====== Data for this task ======

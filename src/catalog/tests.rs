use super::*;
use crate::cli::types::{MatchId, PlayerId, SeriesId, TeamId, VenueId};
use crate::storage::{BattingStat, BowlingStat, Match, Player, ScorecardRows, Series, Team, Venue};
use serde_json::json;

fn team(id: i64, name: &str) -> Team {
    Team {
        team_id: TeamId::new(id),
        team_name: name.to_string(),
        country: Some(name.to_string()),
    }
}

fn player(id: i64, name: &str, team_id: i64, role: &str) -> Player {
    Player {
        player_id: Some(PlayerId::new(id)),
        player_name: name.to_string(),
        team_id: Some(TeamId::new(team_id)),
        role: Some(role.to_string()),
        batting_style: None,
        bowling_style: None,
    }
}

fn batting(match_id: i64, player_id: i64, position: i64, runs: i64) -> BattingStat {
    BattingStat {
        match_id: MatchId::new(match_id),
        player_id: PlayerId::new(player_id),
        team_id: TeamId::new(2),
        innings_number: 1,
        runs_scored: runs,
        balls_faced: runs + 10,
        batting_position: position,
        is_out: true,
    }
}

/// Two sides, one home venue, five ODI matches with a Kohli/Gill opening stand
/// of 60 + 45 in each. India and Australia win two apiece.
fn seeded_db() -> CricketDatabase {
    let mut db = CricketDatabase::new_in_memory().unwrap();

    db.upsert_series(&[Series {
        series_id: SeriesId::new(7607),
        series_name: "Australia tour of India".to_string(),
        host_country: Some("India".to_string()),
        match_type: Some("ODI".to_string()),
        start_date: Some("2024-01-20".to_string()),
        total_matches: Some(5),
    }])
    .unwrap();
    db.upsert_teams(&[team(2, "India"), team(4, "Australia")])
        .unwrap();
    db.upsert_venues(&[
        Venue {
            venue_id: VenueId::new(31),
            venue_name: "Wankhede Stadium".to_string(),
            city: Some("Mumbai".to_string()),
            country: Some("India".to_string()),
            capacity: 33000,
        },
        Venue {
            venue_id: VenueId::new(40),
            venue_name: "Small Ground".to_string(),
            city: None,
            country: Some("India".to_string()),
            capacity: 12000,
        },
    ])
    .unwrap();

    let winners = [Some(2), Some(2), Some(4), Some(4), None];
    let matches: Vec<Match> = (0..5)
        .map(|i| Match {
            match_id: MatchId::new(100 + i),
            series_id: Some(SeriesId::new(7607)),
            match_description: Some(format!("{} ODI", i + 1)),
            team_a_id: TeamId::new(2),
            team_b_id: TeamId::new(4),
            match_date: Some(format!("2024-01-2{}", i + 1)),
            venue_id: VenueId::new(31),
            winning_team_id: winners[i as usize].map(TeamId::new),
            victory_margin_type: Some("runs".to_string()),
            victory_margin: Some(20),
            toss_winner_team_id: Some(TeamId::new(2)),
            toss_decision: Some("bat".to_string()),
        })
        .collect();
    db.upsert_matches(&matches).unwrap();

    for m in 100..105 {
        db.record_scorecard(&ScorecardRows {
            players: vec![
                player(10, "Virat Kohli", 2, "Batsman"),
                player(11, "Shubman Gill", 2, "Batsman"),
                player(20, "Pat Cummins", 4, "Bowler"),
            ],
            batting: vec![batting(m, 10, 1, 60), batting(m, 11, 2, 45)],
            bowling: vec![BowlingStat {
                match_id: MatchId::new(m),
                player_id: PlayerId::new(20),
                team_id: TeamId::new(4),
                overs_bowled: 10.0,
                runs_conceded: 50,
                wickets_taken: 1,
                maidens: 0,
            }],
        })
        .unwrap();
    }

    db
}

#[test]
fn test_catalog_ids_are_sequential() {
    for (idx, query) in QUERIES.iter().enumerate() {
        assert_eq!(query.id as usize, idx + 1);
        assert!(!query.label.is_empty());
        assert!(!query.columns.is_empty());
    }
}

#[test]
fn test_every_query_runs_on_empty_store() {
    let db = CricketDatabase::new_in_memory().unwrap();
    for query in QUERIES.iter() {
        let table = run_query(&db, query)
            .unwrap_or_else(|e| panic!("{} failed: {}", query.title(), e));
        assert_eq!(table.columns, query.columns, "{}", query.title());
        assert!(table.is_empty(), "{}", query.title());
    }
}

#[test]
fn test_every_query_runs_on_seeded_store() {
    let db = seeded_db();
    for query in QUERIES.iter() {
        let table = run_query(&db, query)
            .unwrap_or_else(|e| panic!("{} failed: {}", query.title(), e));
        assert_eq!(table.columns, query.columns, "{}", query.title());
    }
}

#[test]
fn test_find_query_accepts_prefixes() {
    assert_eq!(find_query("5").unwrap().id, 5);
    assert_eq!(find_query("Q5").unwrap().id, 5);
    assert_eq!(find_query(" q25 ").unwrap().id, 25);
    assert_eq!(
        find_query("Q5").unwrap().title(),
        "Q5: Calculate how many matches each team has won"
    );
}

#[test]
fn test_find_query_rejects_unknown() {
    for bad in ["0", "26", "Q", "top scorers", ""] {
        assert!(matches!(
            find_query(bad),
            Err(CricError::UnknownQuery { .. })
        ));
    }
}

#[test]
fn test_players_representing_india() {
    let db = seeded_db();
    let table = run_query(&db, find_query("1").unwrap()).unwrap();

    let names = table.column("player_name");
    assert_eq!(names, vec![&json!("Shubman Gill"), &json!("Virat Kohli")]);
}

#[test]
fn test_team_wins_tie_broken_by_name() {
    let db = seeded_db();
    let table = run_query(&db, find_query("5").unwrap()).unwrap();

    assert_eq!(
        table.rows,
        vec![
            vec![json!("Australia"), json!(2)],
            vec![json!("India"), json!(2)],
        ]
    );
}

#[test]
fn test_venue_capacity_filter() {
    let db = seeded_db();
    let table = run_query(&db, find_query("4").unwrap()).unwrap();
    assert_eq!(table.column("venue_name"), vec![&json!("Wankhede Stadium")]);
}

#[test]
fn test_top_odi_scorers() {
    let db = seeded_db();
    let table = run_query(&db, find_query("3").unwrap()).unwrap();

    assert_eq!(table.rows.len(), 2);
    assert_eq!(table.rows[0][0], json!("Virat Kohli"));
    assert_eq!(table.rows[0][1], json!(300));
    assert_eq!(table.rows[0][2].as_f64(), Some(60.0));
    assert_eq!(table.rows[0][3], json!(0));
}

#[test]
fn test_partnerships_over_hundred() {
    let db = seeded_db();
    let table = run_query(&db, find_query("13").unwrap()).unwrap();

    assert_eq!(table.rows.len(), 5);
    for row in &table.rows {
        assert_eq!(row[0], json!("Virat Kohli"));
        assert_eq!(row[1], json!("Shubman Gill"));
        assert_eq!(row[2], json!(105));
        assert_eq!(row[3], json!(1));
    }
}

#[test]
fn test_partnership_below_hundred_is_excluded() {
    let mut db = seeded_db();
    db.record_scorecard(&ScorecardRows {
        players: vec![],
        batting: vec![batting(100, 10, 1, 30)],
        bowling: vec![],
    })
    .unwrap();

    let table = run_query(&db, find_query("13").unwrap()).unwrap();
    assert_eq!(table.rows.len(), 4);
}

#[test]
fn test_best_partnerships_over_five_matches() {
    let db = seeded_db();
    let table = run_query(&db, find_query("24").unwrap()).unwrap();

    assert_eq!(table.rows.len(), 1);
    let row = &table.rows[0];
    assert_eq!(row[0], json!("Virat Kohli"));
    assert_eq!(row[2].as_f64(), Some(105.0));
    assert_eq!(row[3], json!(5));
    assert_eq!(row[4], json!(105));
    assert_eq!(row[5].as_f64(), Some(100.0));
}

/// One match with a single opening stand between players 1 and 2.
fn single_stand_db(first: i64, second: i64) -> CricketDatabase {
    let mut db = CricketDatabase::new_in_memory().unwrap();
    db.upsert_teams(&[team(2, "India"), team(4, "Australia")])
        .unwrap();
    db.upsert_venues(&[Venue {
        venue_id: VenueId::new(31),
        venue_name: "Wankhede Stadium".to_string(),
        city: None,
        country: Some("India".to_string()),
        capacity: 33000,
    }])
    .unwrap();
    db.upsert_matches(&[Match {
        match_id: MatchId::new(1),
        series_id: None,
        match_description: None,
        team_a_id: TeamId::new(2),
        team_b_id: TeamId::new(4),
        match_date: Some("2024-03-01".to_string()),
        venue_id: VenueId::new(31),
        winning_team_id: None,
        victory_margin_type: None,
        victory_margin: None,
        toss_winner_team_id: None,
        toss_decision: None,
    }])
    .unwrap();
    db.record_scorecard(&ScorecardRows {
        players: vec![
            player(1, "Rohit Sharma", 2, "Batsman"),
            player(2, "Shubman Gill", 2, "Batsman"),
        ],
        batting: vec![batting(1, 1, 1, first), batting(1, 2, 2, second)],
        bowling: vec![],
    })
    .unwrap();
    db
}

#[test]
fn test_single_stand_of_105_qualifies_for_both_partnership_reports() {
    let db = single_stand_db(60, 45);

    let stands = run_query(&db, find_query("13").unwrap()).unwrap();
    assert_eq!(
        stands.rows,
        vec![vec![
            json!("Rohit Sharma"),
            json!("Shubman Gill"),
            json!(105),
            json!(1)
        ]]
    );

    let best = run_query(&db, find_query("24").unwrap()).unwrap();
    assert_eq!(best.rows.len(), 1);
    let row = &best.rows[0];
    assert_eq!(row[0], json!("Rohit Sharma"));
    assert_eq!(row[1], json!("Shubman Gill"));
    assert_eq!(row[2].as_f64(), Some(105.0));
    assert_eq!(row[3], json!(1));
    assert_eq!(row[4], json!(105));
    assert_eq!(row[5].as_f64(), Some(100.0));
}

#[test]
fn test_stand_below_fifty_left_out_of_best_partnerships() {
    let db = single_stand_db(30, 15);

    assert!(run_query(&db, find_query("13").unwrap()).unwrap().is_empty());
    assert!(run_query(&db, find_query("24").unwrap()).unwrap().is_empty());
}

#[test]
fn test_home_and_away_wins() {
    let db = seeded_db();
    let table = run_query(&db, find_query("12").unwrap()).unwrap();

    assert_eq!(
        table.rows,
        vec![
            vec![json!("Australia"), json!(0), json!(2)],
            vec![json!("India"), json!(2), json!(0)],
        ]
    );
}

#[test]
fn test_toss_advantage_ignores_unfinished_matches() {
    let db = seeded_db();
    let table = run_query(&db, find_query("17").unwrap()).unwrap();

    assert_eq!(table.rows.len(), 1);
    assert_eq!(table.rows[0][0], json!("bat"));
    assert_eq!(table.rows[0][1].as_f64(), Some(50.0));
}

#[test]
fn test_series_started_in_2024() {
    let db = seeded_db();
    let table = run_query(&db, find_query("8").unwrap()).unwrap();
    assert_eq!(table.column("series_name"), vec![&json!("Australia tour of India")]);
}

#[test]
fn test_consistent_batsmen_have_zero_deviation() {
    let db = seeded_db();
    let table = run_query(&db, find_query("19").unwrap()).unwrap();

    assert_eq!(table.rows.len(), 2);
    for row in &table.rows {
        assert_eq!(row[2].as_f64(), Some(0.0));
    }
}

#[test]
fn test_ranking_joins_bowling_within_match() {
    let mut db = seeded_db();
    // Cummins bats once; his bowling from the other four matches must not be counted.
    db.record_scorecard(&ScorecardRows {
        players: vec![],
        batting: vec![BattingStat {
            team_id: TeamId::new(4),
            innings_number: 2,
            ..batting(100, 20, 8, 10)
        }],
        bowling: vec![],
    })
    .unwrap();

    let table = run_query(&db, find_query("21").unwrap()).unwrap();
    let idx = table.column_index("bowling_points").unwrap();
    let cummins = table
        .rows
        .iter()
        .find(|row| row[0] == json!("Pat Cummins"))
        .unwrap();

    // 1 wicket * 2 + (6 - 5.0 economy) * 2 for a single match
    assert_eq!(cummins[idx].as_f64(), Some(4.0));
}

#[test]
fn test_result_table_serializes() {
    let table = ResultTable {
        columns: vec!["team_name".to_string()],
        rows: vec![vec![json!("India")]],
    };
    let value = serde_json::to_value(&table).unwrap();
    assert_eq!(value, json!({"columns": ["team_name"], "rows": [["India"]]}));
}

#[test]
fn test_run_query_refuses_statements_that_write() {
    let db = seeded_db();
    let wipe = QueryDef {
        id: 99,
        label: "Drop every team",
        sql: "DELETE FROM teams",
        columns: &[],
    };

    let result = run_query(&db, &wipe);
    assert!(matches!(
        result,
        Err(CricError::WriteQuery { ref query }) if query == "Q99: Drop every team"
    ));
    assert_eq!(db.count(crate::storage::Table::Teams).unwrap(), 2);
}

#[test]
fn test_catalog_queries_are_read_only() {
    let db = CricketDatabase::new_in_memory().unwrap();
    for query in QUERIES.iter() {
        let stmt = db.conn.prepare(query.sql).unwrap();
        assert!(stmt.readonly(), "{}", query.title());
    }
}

======

Problem to solve
State the number of lines in the data that include the string "usize", and add nothing else.

Exercise answer
2